Several months ago I sent you a News Bulletin concerning this new and highly questionable trend known as "Toilet to Tap".

 

Removing drugs is key to water reclamation

 

LOS ANGELES — Officials in Orange County are taking steps to ensure that in a project to turn sewage into drinking water, all pathogens and any residue

of pharmaceutical drugs are eliminated.

The county water district's ambitious $600-million plan will treat millions of gallons of sewage to kill viruses, bacteria and other disease-causing agents, the Los Angeles Times reported.

It also will give wastewater extra levels of treatment to ensure that things like pills and medicines that may be flushed down area toilets are neutralized.

The extra measures for pharmaceutical drugs were included to protect public health as well as to answer consumer concerns that have caused cancellation of similar

reclamation projects in Southern California, water officials said, the newspaper reported.

Ron Wildermuth, a spokesman for the Orange County Water District, said the groundwater replenishment system will include microfiltration (MF), reverse osmosis (RO)

and ultraviolet disinfection (UV), the article said.

Recycled water is used across the nation for various purposes, from making newsprint to watering freeway landscaping to making snow for ski slopes, said the newspaper.

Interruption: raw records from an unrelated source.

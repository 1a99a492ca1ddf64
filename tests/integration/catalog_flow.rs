//! Offers on disk → cache → pipeline → URL, the way an app wires it.

use crate::common::{generated_catalog, sample_catalog};
use offerscope::{
    Debouncer, JsonFileSource, OfferCache, OfferSource, Pipeline, Ranker, RankingConfig,
    SynonymDictionary, ViewState,
};
use std::time::{Duration, Instant};

fn write_catalog(dir: &tempfile::TempDir) -> std::path::PathBuf {
    let path = dir.path().join("offers.json");
    std::fs::write(&path, serde_json::to_string(&sample_catalog()).unwrap()).unwrap();
    path
}

#[test]
fn test_file_to_page() {
    let dir = tempfile::tempdir().unwrap();
    let cache = OfferCache::new(JsonFileSource::new(write_catalog(&dir)));
    let offers = cache.load().unwrap();

    let view = ViewState::from_query_string("?category=design&sort=alphabetical&view=list");
    let page = Pipeline::default().run(&offers, &view);

    let names: Vec<&str> = page.items.iter().map(|o| o.name.as_str()).collect();
    assert_eq!(names, vec!["Canva Pro", "Figma"]);
    assert_eq!(page.canonical_query(), "category=design&sort=alphabetical&view=list");
}

#[test]
fn test_out_of_range_page_resets_to_first() {
    let offers = generated_catalog(40);
    // 10 design offers, one page at 24 per page
    let view = ViewState::default().with_category("design").with_page(5);
    let page = Pipeline::default().run(&offers, &view);

    assert_eq!(page.total_results, 10);
    assert_eq!(page.items.len(), 10);
    assert_eq!(page.view.page, 1);
    assert_eq!(page.canonical_query(), "category=design");
}

#[test]
fn test_navigation_resets_page() {
    let offers = generated_catalog(100);
    let pipeline = Pipeline::default();

    let view = ViewState::default().with_page_size("12".parse().unwrap()).with_page(5);
    let page = pipeline.run(&offers, &view);
    assert_eq!(page.view.page, 5);
    assert_eq!(page.total_pages, 9);

    let view = page.view.with_tag_toggled("Free Trial");
    assert_eq!(view.page, 1);
    let page = pipeline.run(&offers, &view);
    assert!(page.items.iter().all(|o| o.tags.iter().any(|t| t == "Free Trial")));
}

#[test]
fn test_custom_dictionary_and_weights_from_disk() {
    let dir = tempfile::tempdir().unwrap();
    let synonyms = dir.path().join("synonyms.json");
    std::fs::write(&synonyms, r#"{"figma": ["prototyping"]}"#).unwrap();
    let weights = dir.path().join("weights.json");
    std::fs::write(&weights, r#"{"threshold": {"long_query_ratio": 0.0}}"#).unwrap();

    let dictionary = SynonymDictionary::from_json_file(&synonyms).unwrap();
    let config = RankingConfig::from_json_file(&weights).unwrap();
    let ranker = Ranker::new(&dictionary, &config);

    let offers = sample_catalog();
    let ranked = ranker.rank(&offers, "figma");
    let ids: Vec<u64> = ranked.iter().map(|o| o.id).collect();
    // Figma by name; nothing else mentions prototyping
    assert_eq!(ids, vec![1]);
    assert_eq!(ranker.explain(&offers[0], "figma").subcategory, 18);
}

#[test]
fn test_debounced_typing_runs_once() {
    let offers = sample_catalog();
    let pipeline = Pipeline::default();
    let start = Instant::now();
    let mut debouncer = Debouncer::default();
    let mut runs = Vec::new();

    for (offset, text) in [(0, "n"), (60, "no"), (120, "not"), (180, "noti")] {
        let now = start + Duration::from_millis(offset);
        if let Some(query) = debouncer.poll(now) {
            runs.push(query);
        }
        debouncer.submit(text.to_string(), now);
    }
    if let Some(query) = debouncer.poll(start + Duration::from_millis(400)) {
        runs.push(query);
    }

    assert_eq!(runs, vec!["noti".to_string()]);
    let page = pipeline.run(&offers, &ViewState::default().with_query(&runs[0]));
    assert_eq!(page.items[0].name, "Notion");
}

#[test]
fn test_source_trait_objects() {
    let sources: Vec<Box<dyn OfferSource>> = vec![
        Box::new(offerscope::StaticSource::new(sample_catalog())),
        Box::new(offerscope::StaticSource::default()),
    ];
    let counts: Vec<usize> = sources.iter().map(|s| s.fetch().unwrap().len()).collect();
    assert_eq!(counts, vec![8, 0]);
}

By turning sewage into beverage, Orange County will join a growing number of communities across California that are trying to reduce dependency on imported water.

District officials said the project, which will use highly treated sewage to recharge the groundwater, will also use state-of-the-art techniques to remove birth-control pills,

cholesterol-lowering medication, antidepressants and other drugs that have become mainstays of modern life, the Times reported

Sewage, which now is moderately treated and sent out to sea, instead will be put through MF, RO and UV treatments at a Fountain Valley plant, a process expected

to result in cleaner water than what flows out of most faucets now, the article said.

The treated wastewater then will be piped along the Santa Ana River to holding ponds in Anaheim, where it will percolate into a large aquifer, the newspaper reported.

About two years later, it will be pumped out of the ground, chlorinated and sent to homes and businesses in the northern and central parts of the county.

Water and sanitation officials point out that all water is actually recycled water, the newspaper said. The Orange County reclamation project hastens the transformation

from wastewater to drinking water.

The newspaper reported that the project stems from the county's water needs for a growing population as the state's share of Colorado River water declines.

By 2004, the first phase of the project will create enough drinking water to serve 140,000 families of four for a year.